BAGHDAD — Pope Francis made an audacious return to the world stage in the midst of the pandemic on Friday when he became the first leader of the Roman Catholic church to visit Iraq, seeking to help heal a nation uniquely wounded by violent sectarianism, foreign adventurism and the persecution of minority populations, including his own Christian flock.
“I’m happy to travel again,” Francis, who has been vaccinated against the coronavirus, said after taking off his blue surgical mask to address reporters on the papal plane. The 84-year-old pontiff, who suffers from sciatica, was limping noticeably as he walked off the plane and past a line of young people singing in languages including Aramaic, the language of Jesus.

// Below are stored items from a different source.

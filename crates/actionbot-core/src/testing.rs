//! Scripted backend shared by unit tests.

#![allow(clippy::unwrap_used)]

use std::collections::HashMap;
use std::sync::Mutex;
use std::sync::atomic::{AtomicUsize, Ordering};
use std::time::Duration;

use actionbot_api::{ApiError, FetchedClassification, ReplyDraft, SendReceipt, UserProfile};
use async_trait::async_trait;

use crate::model::{MessageId, MessageSummary, ThreadId, UserId};
use crate::service::TriageBackend;

/// A listing entry with predictable fields.
pub fn message(id: &str) -> MessageSummary {
    MessageSummary {
        id: MessageId::from(id),
        thread_id: ThreadId::from(format!("t-{id}")),
        subject: format!("Subject {id}"),
        from: "sender@example.com".to_string(),
        date: "2024-01-15T10:30:00Z".to_string(),
        snippet: format!("Snippet {id}"),
    }
}

/// Messages `m1..=mN`.
pub fn inbox(count: usize) -> Vec<MessageSummary> {
    (1..=count).map(|i| message(&format!("m{i}"))).collect()
}

#[derive(Debug, Clone)]
enum Outcome {
    Category(String),
    NoCategory,
    Failure(u16, String),
}

/// Backend with canned answers that records how it was called.
pub struct ScriptedBackend {
    inbox: Mutex<Vec<MessageSummary>>,
    list_failure: Mutex<Option<(u16, String)>>,
    outcomes: HashMap<String, Outcome>,
    default_outcome: Outcome,
    delays: HashMap<String, Duration>,
    default_delay: Duration,
    draft: Mutex<Result<String, (u16, String)>>,
    send_failure: Mutex<Option<(u16, String)>>,
    profile_failure: Option<(u16, String)>,
    classify_calls: AtomicUsize,
    list_calls: AtomicUsize,
    generate_calls: AtomicUsize,
    send_calls: AtomicUsize,
    in_flight: AtomicUsize,
    peak_in_flight: AtomicUsize,
    settled: AtomicUsize,
    start_log: Mutex<Vec<(String, usize)>>,
    sent_texts: Mutex<Vec<String>>,
}

impl ScriptedBackend {
    pub fn new() -> Self {
        Self {
            inbox: Mutex::new(Vec::new()),
            list_failure: Mutex::new(None),
            outcomes: HashMap::new(),
            default_outcome: Outcome::NoCategory,
            delays: HashMap::new(),
            default_delay: Duration::from_millis(10),
            draft: Mutex::new(Ok("Thanks, I will take a look.".to_string())),
            send_failure: Mutex::new(None),
            profile_failure: None,
            classify_calls: AtomicUsize::new(0),
            list_calls: AtomicUsize::new(0),
            generate_calls: AtomicUsize::new(0),
            send_calls: AtomicUsize::new(0),
            in_flight: AtomicUsize::new(0),
            peak_in_flight: AtomicUsize::new(0),
            settled: AtomicUsize::new(0),
            start_log: Mutex::new(Vec::new()),
            sent_texts: Mutex::new(Vec::new()),
        }
    }

    pub fn with_inbox(self, messages: Vec<MessageSummary>) -> Self {
        self.set_inbox(messages);
        self
    }

    pub fn with_list_failure(self, status: u16, message: &str) -> Self {
        *self.list_failure.lock().unwrap() = Some((status, message.to_string()));
        self
    }

    pub fn with_category(mut self, id: &str, category: &str) -> Self {
        self.outcomes
            .insert(id.to_string(), Outcome::Category(category.to_string()));
        self
    }

    pub fn with_no_category(mut self, id: &str) -> Self {
        self.outcomes.insert(id.to_string(), Outcome::NoCategory);
        self
    }

    pub fn with_failure(mut self, id: &str, status: u16, message: &str) -> Self {
        self.outcomes
            .insert(id.to_string(), Outcome::Failure(status, message.to_string()));
        self
    }

    pub fn with_default_category(mut self, category: &str) -> Self {
        self.default_outcome = Outcome::Category(category.to_string());
        self
    }

    pub fn with_default_failure(mut self, status: u16, message: &str) -> Self {
        self.default_outcome = Outcome::Failure(status, message.to_string());
        self
    }

    pub fn with_delay(mut self, id: &str, delay: Duration) -> Self {
        self.delays.insert(id.to_string(), delay);
        self
    }

    pub const fn with_default_delay(mut self, delay: Duration) -> Self {
        self.default_delay = delay;
        self
    }

    pub fn with_draft_failure(self, status: u16, message: &str) -> Self {
        *self.draft.lock().unwrap() = Err((status, message.to_string()));
        self
    }

    pub fn with_profile_failure(mut self, status: u16, message: &str) -> Self {
        self.profile_failure = Some((status, message.to_string()));
        self
    }

    pub fn set_inbox(&self, messages: Vec<MessageSummary>) {
        *self.inbox.lock().unwrap() = messages;
    }

    pub fn set_draft(&self, text: &str) {
        *self.draft.lock().unwrap() = Ok(text.to_string());
    }

    pub fn set_send_failure(&self, failure: Option<(u16, &str)>) {
        *self.send_failure.lock().unwrap() =
            failure.map(|(status, message)| (status, message.to_string()));
    }

    pub fn classify_calls(&self) -> usize {
        self.classify_calls.load(Ordering::SeqCst)
    }

    pub fn list_calls(&self) -> usize {
        self.list_calls.load(Ordering::SeqCst)
    }

    pub fn generate_calls(&self) -> usize {
        self.generate_calls.load(Ordering::SeqCst)
    }

    pub fn send_calls(&self) -> usize {
        self.send_calls.load(Ordering::SeqCst)
    }

    pub fn peak_in_flight(&self) -> usize {
        self.peak_in_flight.load(Ordering::SeqCst)
    }

    /// `(message id, requests settled when it started)` in start order.
    pub fn start_log(&self) -> Vec<(String, usize)> {
        self.start_log.lock().unwrap().clone()
    }

    pub fn sent_texts(&self) -> Vec<String> {
        self.sent_texts.lock().unwrap().clone()
    }
}

fn status_error(status: u16, message: &str) -> ApiError {
    ApiError::Status {
        status,
        message: Some(message.to_string()),
        description: None,
    }
}

#[async_trait]
impl TriageBackend for ScriptedBackend {
    async fn list_messages(&self, _user: &UserId) -> Result<Vec<MessageSummary>, ApiError> {
        self.list_calls.fetch_add(1, Ordering::SeqCst);
        if let Some((status, message)) = self.list_failure.lock().unwrap().clone() {
            return Err(status_error(status, &message));
        }
        Ok(self.inbox.lock().unwrap().clone())
    }

    async fn classify(
        &self,
        _user: &UserId,
        message: &MessageId,
    ) -> Result<FetchedClassification, ApiError> {
        self.classify_calls.fetch_add(1, Ordering::SeqCst);
        let now = self.in_flight.fetch_add(1, Ordering::SeqCst) + 1;
        self.peak_in_flight.fetch_max(now, Ordering::SeqCst);
        self.start_log.lock().unwrap().push((
            message.as_str().to_string(),
            self.settled.load(Ordering::SeqCst),
        ));

        let delay = self
            .delays
            .get(message.as_str())
            .copied()
            .unwrap_or(self.default_delay);
        tokio::time::sleep(delay).await;

        self.in_flight.fetch_sub(1, Ordering::SeqCst);
        self.settled.fetch_add(1, Ordering::SeqCst);

        let outcome = self
            .outcomes
            .get(message.as_str())
            .cloned()
            .unwrap_or_else(|| self.default_outcome.clone());
        let body = Some(format!("Body of {message}"));
        match outcome {
            Outcome::Category(category) => Ok(FetchedClassification {
                category: Some(category),
                action: Some("Review".to_string()),
                justification: None,
                body,
                snippet: None,
            }),
            Outcome::NoCategory => Ok(FetchedClassification {
                body,
                ..FetchedClassification::default()
            }),
            Outcome::Failure(status, text) => Err(status_error(status, &text)),
        }
    }

    async fn generate_reply(
        &self,
        _user: &UserId,
        message: &MessageId,
    ) -> Result<ReplyDraft, ApiError> {
        self.generate_calls.fetch_add(1, Ordering::SeqCst);
        tokio::time::sleep(self.default_delay).await;
        let draft = self.draft.lock().unwrap().clone();
        match draft {
            Ok(text) => Ok(ReplyDraft {
                text,
                subject: "Re: Subject".to_string(),
                message_id: message.as_str().to_string(),
            }),
            Err((status, text)) => Err(status_error(status, &text)),
        }
    }

    async fn send_reply(
        &self,
        _user: &UserId,
        _message: &MessageId,
        text: &str,
    ) -> Result<SendReceipt, ApiError> {
        self.send_calls.fetch_add(1, Ordering::SeqCst);
        tokio::time::sleep(self.default_delay).await;
        let failure = self.send_failure.lock().unwrap().clone();
        if let Some((status, message)) = failure {
            return Err(status_error(status, &message));
        }
        self.sent_texts.lock().unwrap().push(text.to_string());
        Ok(SendReceipt::default())
    }

    async fn user_profile(&self, _user: &UserId) -> Result<UserProfile, ApiError> {
        if let Some((status, message)) = &self.profile_failure {
            return Err(status_error(*status, message));
        }
        Ok(UserProfile {
            name: Some("Test User".to_string()),
            email: Some("test@example.com".to_string()),
            picture: None,
        })
    }
}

By choosing Iraq and its war-torn — and now Covid-threatened — lands as his first destination, Francis plunged directly into the issues of war and peace, poverty, and religious strife in an ancient and biblical land. His trip is explicitly designed to deepen ties to Shiite Muslims and encourage a decimated Christian population.
Francis instead seemed determined to go no matter what on a trip that on Friday he called “long-awaited and desired.” To highlight and touch the wounds of his church, Francis went on Friday afternoon to Our Lady of Salvation, a Syriac Catholic church where Islamic militants staged a harrowing attack in 2010, slaughtering 58 people in what was the worst atrocity against Iraqi Christians since the U.S.-led invasion of the country in 2003.
“Four people from ISIS came in here, one from that side, another this way,” said Qais Michael Bernard, 58, who acted as an usher at the church on Friday. After so many Christians had left Baghdad and the country since then, he welcomed the pope’s presence. “It’s good,” he said. “Makes people stay here.”
Light streamed in through the colored stripes of stained glass, falling on the masked priests, nuns and seminarians, distanced three to a pew. As the pope walked in, making the sign of the cross, the church erupted in ululations and traditional music. “The pope has come, the pope has come!” some of them chanted.